Section 10A of the Electricity Regulation Act sets out the procedure under which a policy direction may be issued to the Commission for Regulation of Utilities, CRU. The legislation sets out details of the tasks and, inter alia, restrictions, timelines and consultation requirements with the independent regulator and the Oireachtas.
Energy markets in Ireland operate within a European regulatory regime in which member states must guarantee the independence of national regulatory authorities which are expressly forbidden from taking direct instructions from government. The regime also restricts policy directions in the form of general policy guidelines in certain areas that are prescribed regulatory duties and powers in the European Union's third energy package. A policy direction in this matter, therefore, is not being considered. Consistent with European energy policy, the electricity and gas markets in Ireland are commercial, liberalised and competitive. The position of successive Governments has been that competitive energy markets result in greater choice of suppliers, products and prices for consumers and businesses.

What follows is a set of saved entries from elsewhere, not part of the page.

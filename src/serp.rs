use crate::errors::AnalyzerError;
use crate::fetchers::Fetcher;
use crate::filter::UrlFilter;
use crate::parsers::html;
use scraper::Selector;
use url::Url;

/// Finds candidate URLs on a search engine result page
pub struct ResultDiscoverer {
    search_url: Url,
    selector: Selector,
    filter: UrlFilter,
}

impl ResultDiscoverer {
    /// Create a discoverer for `search_url`, matching results with the CSS `selector`
    pub fn new(search_url: &str, selector: &str, filter: UrlFilter) -> Result<Self, AnalyzerError> {
        let search_url = Url::parse(search_url)
            .map_err(|e| AnalyzerError::Config(format!("invalid search URL {}: {}", search_url, e)))?;
        let selector =
            Selector::parse(selector).map_err(|_| AnalyzerError::Selector(selector.to_string()))?;

        Ok(Self {
            search_url,
            selector,
            filter,
        })
    }

    /// URL of the result listing for `query`
    pub fn query_url(&self, query: &str) -> Url {
        let mut url = self.search_url.clone();
        url.query_pairs_mut().append_pair("q", query);
        url
    }

    /// Candidate URLs found in a listing page, filtered and in page order
    pub fn extract(&self, markup: &str) -> Vec<String> {
        let hrefs = html::result_links(markup, &self.selector);
        self.filter.select(&hrefs, Some(&self.search_url))
    }

    /// Fetch the listing page for `query` and extract its result URLs
    pub async fn discover<F: Fetcher + ?Sized>(
        &self,
        fetcher: &F,
        query: &str,
    ) -> Result<Vec<String>, AnalyzerError> {
        let url = self.query_url(query);
        ::log::info!("Fetching result page: {}", url);

        let page = fetcher.fetch(url.as_str()).await?;
        let urls = self.extract(&page.body);

        ::log::info!("Discovered {} result URLs for '{}'", urls.len(), query);
        Ok(urls)
    }
}

/// Parse a newline-separated URL list; blank lines are skipped
pub fn discover_from_list(input: &str) -> Vec<String> {
    input
        .lines()
        .map(str::trim)
        .filter(|line| !line.is_empty())
        .map(|line| line.to_string())
        .collect()
}
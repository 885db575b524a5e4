use crate::errors::FetchError;
use serde::{Deserialize, Serialize};
use std::collections::BTreeSet;

/// Where the analyzed URLs came from
#[derive(Debug, Clone, PartialEq, Eq, Serialize, Deserialize)]
#[serde(tag = "kind", content = "value", rename_all = "snake_case")]
pub enum Source {
    /// A search query whose result page was scraped
    Query(String),
    /// URLs supplied directly by the user
    UrlList(Vec<String>),
}

/// SEO signals extracted from one successfully fetched page
#[derive(Debug, Clone, PartialEq, Serialize, Deserialize)]
pub struct PageRecord {
    /// URL of the page
    pub url: String,

    /// Text of the `<title>` element, or a placeholder
    pub title: String,

    /// Character count of the raw title text
    pub title_length: usize,

    /// Text of the first `<h1>`, or a placeholder
    pub primary_heading: String,

    /// Texts of every `<h2>`, in document order
    pub secondary_headings: Vec<String>,

    /// Content of the description meta tag, or a placeholder
    pub meta_description: String,

    /// Character count of the description; 0 when the page has none
    pub description_length: usize,

    /// Character count of the full visible text
    pub visible_text_length: usize,

    /// Whitespace-separated token count of the visible text
    pub word_count: usize,

    /// Most frequent non-stop-words with their counts, most frequent first
    pub top_keywords: Vec<(String, usize)>,

    /// Links classified as internal to the page's site
    pub internal_links: BTreeSet<String>,

    /// Words shared by the title and the meta description
    pub similar_keywords: BTreeSet<String>,
}

/// Means over the successfully analyzed pages
#[derive(Debug, Clone, Copy, PartialEq, Serialize, Deserialize)]
pub struct AggregateStats {
    pub avg_title_length: f64,
    pub avg_description_length: f64,
    pub avg_content_length: f64,
}

/// Records for one query or URL list plus their aggregate statistics
#[derive(Debug, Clone, PartialEq, Serialize, Deserialize)]
pub struct QueryResult {
    pub source: Source,
    pub records: Vec<PageRecord>,
    pub aggregate_stats: AggregateStats,
}

/// A page that could not be fetched and was left out of the results
#[derive(Debug, Clone, PartialEq, Eq)]
pub struct FetchFailure {
    pub url: String,
    pub error: FetchError,
}

impl From<FetchError> for FetchFailure {
    fn from(error: FetchError) -> Self {
        Self {
            url: error.url().to_string(),
            error,
        }
    }
}

/// Outcome of one analysis run
#[derive(Debug, Clone)]
pub struct AnalysisRun {
    /// `None` when no page was fetched successfully
    pub result: Option<QueryResult>,

    /// Pages skipped because fetching failed, in input order
    pub failures: Vec<FetchFailure>,
}

impl AnalysisRun {
    /// True when there is nothing to report
    pub fn is_empty(&self) -> bool {
        self.result.is_none()
    }
}
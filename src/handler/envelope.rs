//! Error bodies for failed publishes.

use axum::http::StatusCode;
use serde_json::{Map, Value};

use crate::handler::body::is_truthy;
use crate::stream::PublishError;

/// Message used when nothing better is available.
pub const DEFAULT_ERROR_MESSAGE: &str = "Something went wrong";

/// Body sent to the caller when publishing failed.
#[derive(Debug, Clone, PartialEq)]
pub enum ErrorEnvelope {
    /// The stream API rejected the message. Fields come from its JSON error
    /// body; absent fields are left out of the serialized envelope.
    Api {
        error_code: Option<Value>,
        error_message: Value,
        error_num: Option<Value>,
    },
    /// Any other failure.
    Message(String),
}

impl ErrorEnvelope {
    /// Shape `error` into an envelope and pick the status to answer with.
    pub fn from_error(error: &PublishError) -> (StatusCode, Self) {
        match (error, error.http_status()) {
            (PublishError::Status { body, .. }, Some(status)) => {
                (status, Self::from_api_body(body))
            }
            (_, Some(status)) => (status, Self::from_api_body("")),
            (_, None) => {
                let text = error.to_string();
                let message = if text.is_empty() {
                    DEFAULT_ERROR_MESSAGE.to_string()
                } else {
                    text
                };
                (StatusCode::INTERNAL_SERVER_ERROR, ErrorEnvelope::Message(message))
            }
        }
    }

    /// Pull `code`, `errorMessage` and `errorNum` out of a stream API error
    /// body. Bodies that are not a JSON object only get the default message.
    pub fn from_api_body(body: &str) -> Self {
        let fields = match serde_json::from_str::<Value>(body) {
            Ok(Value::Object(map)) => map,
            _ => Map::new(),
        };

        let error_message = fields
            .get("errorMessage")
            .filter(|v| is_truthy(v))
            .cloned()
            .unwrap_or_else(|| Value::from(DEFAULT_ERROR_MESSAGE));

        ErrorEnvelope::Api {
            error_code: fields.get("code").cloned(),
            error_message,
            error_num: fields.get("errorNum").cloned(),
        }
    }
}

impl From<ErrorEnvelope> for Value {
    fn from(envelope: ErrorEnvelope) -> Self {
        let mut map = Map::new();
        match envelope {
            ErrorEnvelope::Api {
                error_code,
                error_message,
                error_num,
            } => {
                if let Some(code) = error_code {
                    map.insert("errorCode".into(), code);
                }
                map.insert("errorMessage".into(), error_message);
                if let Some(num) = error_num {
                    map.insert("errorNum".into(), num);
                }
            }
            ErrorEnvelope::Message(message) => {
                map.insert("errorMessage".into(), Value::String(message));
            }
        }
        Value::Object(map)
    }
}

The regulation of retail market prices for electricity and gas in Ireland ended in 2011 and 2014, respectively. The thrust of Government policy on energy costs is focused on the competitive market and supports for energy efficiency. Government policy has supported competition to drive down prices and data from approved price comparison sites show that consumers can make significant savings by switching energy suppliers.
The CRU has a statutory market monitoring function in the electricity and gas markets and is solely accountable for the performance of its functions to the Joint Committee on Communications, Climate Action and Environment.